Nothing in the entries may be altered; copy them in full.
(RECORDS PROVIDED Opens)
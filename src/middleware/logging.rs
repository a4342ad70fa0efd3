use reqwest::{Method, StatusCode};
use std::time::{Duration, Instant};
use tracing::Level;
use tracing_subscriber::{layer::SubscriberExt, util::SubscriberInitExt};
use uuid::Uuid;

pub const REQUEST_ID_HEADER: &str = "X-Request-ID";

fn parse_level(log_level: &str) -> Option<Level> {
    match log_level.to_uppercase().as_str() {
        "TRACE" => Some(Level::TRACE),
        "DEBUG" => Some(Level::DEBUG),
        "INFO" => Some(Level::INFO),
        "WARN" | "WARNING" => Some(Level::WARN),
        "ERROR" => Some(Level::ERROR),
        _ => None,
    }
}

/// Initialize structured logging with the configured level and format
pub fn init_logging(log_level: &str, log_format: &str) -> Result<(), Box<dyn std::error::Error>> {
    let level = parse_level(log_level).unwrap_or_else(|| {
        eprintln!("Invalid log level '{}', defaulting to WARN", log_level);
        Level::WARN
    });

    // Configured level wins over RUST_LOG
    let filter_string = format!("taskdesk={},reqwest=warn,hyper=warn", level);
    let env_filter = tracing_subscriber::EnvFilter::try_new(filter_string)?;

    let subscriber = tracing_subscriber::registry().with(env_filter);

    match log_format.to_lowercase().as_str() {
        "json" => {
            let json_layer = tracing_subscriber::fmt::layer()
                .json()
                .with_current_span(true)
                .with_span_list(true)
                .with_target(true)
                .with_writer(std::io::stderr);

            subscriber.with(json_layer).try_init()?;
        }
        "plain" | "text" => {
            let plain_layer = tracing_subscriber::fmt::layer()
                .with_target(true)
                .with_writer(std::io::stderr);

            subscriber.with(plain_layer).try_init()?;
        }
        _ => {
            eprintln!("Invalid log format '{}', defaulting to plain", log_format);
            let plain_layer = tracing_subscriber::fmt::layer()
                .with_target(true)
                .with_writer(std::io::stderr);

            subscriber.with(plain_layer).try_init()?;
        }
    }

    tracing::debug!(
        log_level = %log_level,
        log_format = %log_format,
        "logging initialized"
    );

    Ok(())
}

/// Timing and correlation data for one outbound request.
pub struct RequestLog {
    pub correlation_id: String,
    method: Method,
    path: String,
    started: Instant,
}

impl RequestLog {
    pub fn start(method: &Method, path: &str) -> Self {
        let correlation_id = Uuid::new_v4().to_string();

        tracing::debug!(
            correlation_id = %correlation_id,
            method = %method,
            path = %path,
            "outgoing request"
        );

        Self {
            correlation_id,
            method: method.clone(),
            path: path.to_string(),
            started: Instant::now(),
        }
    }

    pub fn elapsed(&self) -> Duration {
        self.started.elapsed()
    }

    pub fn completed(&self, status: StatusCode) {
        let duration = self.elapsed();
        if status.is_success() {
            tracing::debug!(
                correlation_id = %self.correlation_id,
                method = %self.method,
                path = %self.path,
                status = %status,
                duration_ms = duration.as_millis() as u64,
                "request completed"
            );
        } else {
            tracing::warn!(
                correlation_id = %self.correlation_id,
                method = %self.method,
                path = %self.path,
                status = %status,
                duration_ms = duration.as_millis() as u64,
                "request failed"
            );
        }
    }

    pub fn transport_failed(&self, error: &reqwest::Error) {
        tracing::warn!(
            correlation_id = %self.correlation_id,
            method = %self.method,
            path = %self.path,
            error = %error,
            duration_ms = self.elapsed().as_millis() as u64,
            "request could not be sent"
        );
    }
}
(RECORDS PROVIDED Closes)
- **EXERCISE RESPONSE**
filename src/middleware/logging.rs
repository a4342ad70fa0efd3
use reqwest::{Method, StatusCode};
use std::time::{Duration, Instant};
use tracing::Level;
use tracing_subscriber::{layer::SubscriberExt, util::SubscriberInitExt};
use uuid::Uuid;

pub const REQUEST_ID_HEADER: &str = "X-Request-ID";

fn parse_level(log_level: &str) -> Option<Level> {
    match log_level.to_uppercase().as_str() {
        "TRACE" => Some(Level::TRACE),
        "DEBUG" => Some(Level::DEBUG),
        "INFO" => Some(Level::INFO),
        "WARN" | "WARNING" => Some(Level::WARN),
        "ERROR" => Some(Level::ERROR),
        _ => None,
    }
}

/// Initialize structured logging with the configured level and format
pub fn init_logging(log_level: &str, log_format: &str) -> Result<(), Box<dyn std::error::Error>> {
    let level = parse_level(log_level).unwrap_or_else(|| {
        eprintln!("Invalid log level '{}', defaulting to WARN", log_level);
        Level::WARN
    });

    // Configured level wins over RUST_LOG
    let filter_string = format!("taskdesk={},reqwest=warn,hyper=warn", level);
    let env_filter = tracing_subscriber::EnvFilter::try_new(filter_string)?;

    let subscriber = tracing_subscriber::registry().with(env_filter);

    match log_format.to_lowercase().as_str() {
        "json" => {
            let json_layer = tracing_subscriber::fmt::layer()
                .json()
                .with_current_span(true)
                .with_span_list(true)
                .with_target(true)
                .with_writer(std::io::stderr);

            subscriber.with(json_layer).try_init()?;
        }
        "plain" | "text" => {
            let plain_layer = tracing_subscriber::fmt::layer()
                .with_target(true)
                .with_writer(std::io::stderr);

            subscriber.with(plain_layer).try_init()?;
        }
        _ => {
            eprintln!("Invalid log format '{}', defaulting to plain", log_format);
            let plain_layer = tracing_subscriber::fmt::layer()
                .with_target(true)
                .with_writer(std::io::stderr);

            subscriber.with(plain_layer).try_init()?;
        }
    }

    tracing::debug!(
        log_level = %log_level,
        log_format = %log_format,
        "logging initialized"
    );

    Ok(())
}

/// Timing and correlation data for one outbound request.
pub struct RequestLog {
    pub correlation_id: String,
    method: Method,
    path: String,
    started: Instant,
}

impl RequestLog {
    pub fn start(method: &Method, path: &str) -> Self {
        let correlation_id = Uuid::new_v4().to_string();

        tracing::debug!(
            correlation_id = %correlation_id,
            method = %method,
            path = %path,
            "outgoing request"
        );

        Self {
            correlation_id,
            method: method.clone(),
            path: path.to_string(),
            started: Instant::now(),
        }
    }

    pub fn elapsed(&self) -> Duration {
        self.started.elapsed()
    }

    pub fn completed(&self, status: StatusCode) {
        let duration = self.elapsed();
        if status.is_success() {
            tracing::debug!(
                correlation_id = %self.correlation_id,
                method = %self.method,
                path = %self.path,
                status = %status,
                duration_ms = duration.as_millis() as u64,
                "request completed"
            );
        } else {
            tracing::warn!(
                correlation_id = %self.correlation_id,
                method = %self.method,
                path = %self.path,
                status = %status,
                duration_ms = duration.as_millis() as u64,
                "request failed"
            );
        }
    }

    pub fn transport_failed(&self, error: &reqwest::Error) {
        tracing::warn!(
            correlation_id = %self.correlation_id,
            method = %self.method,
            path = %self.path,
            error = %error,
            duration_ms = self.elapsed().as_millis() as u64,
            "request could not be sent"
        );
    }
}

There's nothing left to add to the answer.